Please return each record exactly, leaving nothing out.

[[ The input, beginning ]]

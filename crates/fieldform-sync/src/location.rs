//! Position capture for geometry-bearing forms.
//!
//! A [`LocationTracker`] accumulates fixes from a [`PositionSource`] and
//! turns the trace into the geometry the schema asks for at submit time.
//! Consumers watch the latest fix through a [`tokio::sync::watch`] channel.

use std::sync::{Arc, Mutex, PoisonError};

use tokio::sync::watch;
use tokio::task::JoinHandle;

use fieldform_spec::GeometryKind;

use crate::payload::{CapturedPosition, Geometry};

/// Non-fatal capture problem surfaced to the user, for example a fix with
/// accuracy worse than the configured threshold or a provider timeout.
#[derive(Debug, Clone, PartialEq, Eq)]
pub struct LocationWarning {
    pub message: String,
}

impl LocationWarning {
    pub fn new(message: impl Into<String>) -> Self {
        Self {
            message: message.into(),
        }
    }
}

/// Accumulates position fixes for one response in progress.
#[derive(Debug)]
pub struct LocationTracker {
    latest_tx: watch::Sender<Option<CapturedPosition>>,
    trace: Mutex<Vec<CapturedPosition>>,
    warnings: Mutex<Vec<LocationWarning>>,
}

impl Default for LocationTracker {
    fn default() -> Self {
        Self::new()
    }
}

impl LocationTracker {
    pub fn new() -> Self {
        let (latest_tx, _) = watch::channel(None);
        Self {
            latest_tx,
            trace: Mutex::new(Vec::new()),
            warnings: Mutex::new(Vec::new()),
        }
    }

    /// Appends a fix to the trace and publishes it as the latest position.
    pub fn record_position(&self, position: CapturedPosition) {
        let mut trace = self.trace.lock().unwrap_or_else(PoisonError::into_inner);
        trace.push(position);
        // Receivers may all be gone; the trace still matters for geometry.
        let _ = self.latest_tx.send(Some(position));
    }

    pub fn record_warning(&self, warning: LocationWarning) {
        tracing::warn!(message = %warning.message, "position capture warning");
        let mut warnings = self.warnings.lock().unwrap_or_else(PoisonError::into_inner);
        warnings.push(warning);
    }

    pub fn latest(&self) -> Option<CapturedPosition> {
        *self.latest_tx.borrow()
    }

    /// Watch channel carrying the most recent fix.
    pub fn subscribe(&self) -> watch::Receiver<Option<CapturedPosition>> {
        self.latest_tx.subscribe()
    }

    pub fn warnings(&self) -> Vec<LocationWarning> {
        self.warnings
            .lock()
            .unwrap_or_else(PoisonError::into_inner)
            .clone()
    }

    pub fn trace(&self) -> Vec<CapturedPosition> {
        self.trace
            .lock()
            .unwrap_or_else(PoisonError::into_inner)
            .clone()
    }

    /// Builds the geometry the schema requires from the captured trace.
    ///
    /// Returns `None` when the trace cannot satisfy the kind yet: a point
    /// needs at least one fix, a line two, a polygon three (the ring is
    /// closed automatically).
    pub fn geometry(&self, kind: GeometryKind) -> Option<Geometry> {
        let trace = self.trace.lock().unwrap_or_else(PoisonError::into_inner);
        match kind {
            GeometryKind::None => None,
            GeometryKind::Point => {
                // The latest fix wins, earlier ones were refinements.
                let fix = trace.last()?;
                Some(Geometry::Point {
                    coordinates: fix.coordinates(),
                })
            }
            GeometryKind::Line => {
                if trace.len() < 2 {
                    return None;
                }
                Some(Geometry::Line {
                    coordinates: trace.iter().map(CapturedPosition::coordinates).collect(),
                })
            }
            GeometryKind::Polygon => {
                if trace.len() < 3 {
                    return None;
                }
                let mut ring: Vec<[f64; 2]> =
                    trace.iter().map(CapturedPosition::coordinates).collect();
                if ring.first() != ring.last() {
                    if let Some(first) = ring.first().copied() {
                        ring.push(first);
                    }
                }
                Some(Geometry::Polygon {
                    coordinates: vec![ring],
                })
            }
        }
    }
}

/// Stream of fixes from the device's positioning hardware. A `None` item
/// ends the capture.
#[async_trait::async_trait]
pub trait PositionSource: Send {
    async fn next_position(&mut self) -> Option<Result<CapturedPosition, LocationWarning>>;
}

/// Feeds a tracker from a source until the source is exhausted.
pub fn spawn_capture(
    tracker: Arc<LocationTracker>,
    mut source: Box<dyn PositionSource>,
) -> JoinHandle<()> {
    tokio::spawn(async move {
        while let Some(item) = source.next_position().await {
            match item {
                Ok(position) => tracker.record_position(position),
                Err(warning) => tracker.record_warning(warning),
            }
        }
        tracing::debug!("position source closed");
    })
}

[[ The input, end ]]

> Your solution:
filename crates/fieldform-sync/src/location.rs
//! Position capture for geometry-bearing forms.
//!
//! A [`LocationTracker`] accumulates fixes from a [`PositionSource`] and
//! turns the trace into the geometry the schema asks for at submit time.
//! Consumers watch the latest fix through a [`tokio::sync::watch`] channel.

use std::sync::{Arc, Mutex, PoisonError};

use tokio::sync::watch;
use tokio::task::JoinHandle;

use fieldform_spec::GeometryKind;

use crate::payload::{CapturedPosition, Geometry};

/// Non-fatal capture problem surfaced to the user, for example a fix with
/// accuracy worse than the configured threshold or a provider timeout.
#[derive(Debug, Clone, PartialEq, Eq)]
pub struct LocationWarning {
    pub message: String,
}

impl LocationWarning {
    pub fn new(message: impl Into<String>) -> Self {
        Self {
            message: message.into(),
        }
    }
}

/// Accumulates position fixes for one response in progress.
#[derive(Debug)]
pub struct LocationTracker {
    latest_tx: watch::Sender<Option<CapturedPosition>>,
    trace: Mutex<Vec<CapturedPosition>>,
    warnings: Mutex<Vec<LocationWarning>>,
}

impl Default for LocationTracker {
    fn default() -> Self {
        Self::new()
    }
}

impl LocationTracker {
    pub fn new() -> Self {
        let (latest_tx, _) = watch::channel(None);
        Self {
            latest_tx,
            trace: Mutex::new(Vec::new()),
            warnings: Mutex::new(Vec::new()),
        }
    }

    /// Appends a fix to the trace and publishes it as the latest position.
    pub fn record_position(&self, position: CapturedPosition) {
        let mut trace = self.trace.lock().unwrap_or_else(PoisonError::into_inner);
        trace.push(position);
        // Receivers may all be gone; the trace still matters for geometry.
        let _ = self.latest_tx.send(Some(position));
    }

    pub fn record_warning(&self, warning: LocationWarning) {
        tracing::warn!(message = %warning.message, "position capture warning");
        let mut warnings = self.warnings.lock().unwrap_or_else(PoisonError::into_inner);
        warnings.push(warning);
    }

    pub fn latest(&self) -> Option<CapturedPosition> {
        *self.latest_tx.borrow()
    }

    /// Watch channel carrying the most recent fix.
    pub fn subscribe(&self) -> watch::Receiver<Option<CapturedPosition>> {
        self.latest_tx.subscribe()
    }

    pub fn warnings(&self) -> Vec<LocationWarning> {
        self.warnings
            .lock()
            .unwrap_or_else(PoisonError::into_inner)
            .clone()
    }

    pub fn trace(&self) -> Vec<CapturedPosition> {
        self.trace
            .lock()
            .unwrap_or_else(PoisonError::into_inner)
            .clone()
    }

    /// Builds the geometry the schema requires from the captured trace.
    ///
    /// Returns `None` when the trace cannot satisfy the kind yet: a point
    /// needs at least one fix, a line two, a polygon three (the ring is
    /// closed automatically).
    pub fn geometry(&self, kind: GeometryKind) -> Option<Geometry> {
        let trace = self.trace.lock().unwrap_or_else(PoisonError::into_inner);
        match kind {
            GeometryKind::None => None,
            GeometryKind::Point => {
                // The latest fix wins, earlier ones were refinements.
                let fix = trace.last()?;
                Some(Geometry::Point {
                    coordinates: fix.coordinates(),
                })
            }
            GeometryKind::Line => {
                if trace.len() < 2 {
                    return None;
                }
                Some(Geometry::Line {
                    coordinates: trace.iter().map(CapturedPosition::coordinates).collect(),
                })
            }
            GeometryKind::Polygon => {
                if trace.len() < 3 {
                    return None;
                }
                let mut ring: Vec<[f64; 2]> =
                    trace.iter().map(CapturedPosition::coordinates).collect();
                if ring.first() != ring.last() {
                    if let Some(first) = ring.first().copied() {
                        ring.push(first);
                    }
                }
                Some(Geometry::Polygon {
                    coordinates: vec![ring],
                })
            }
        }
    }
}

/// Stream of fixes from the device's positioning hardware. A `None` item
/// ends the capture.
#[async_trait::async_trait]
pub trait PositionSource: Send {
    async fn next_position(&mut self) -> Option<Result<CapturedPosition, LocationWarning>>;
}

/// Feeds a tracker from a source until the source is exhausted.
pub fn spawn_capture(
    tracker: Arc<LocationTracker>,
    mut source: Box<dyn PositionSource>,
) -> JoinHandle<()> {
    tokio::spawn(async move {
        while let Some(item) = source.next_position().await {
            match item {
                Ok(position) => tracker.record_position(position),
                Err(warning) => tracker.record_warning(warning),
            }
        }
        tracing::debug!("position source closed");
    })
}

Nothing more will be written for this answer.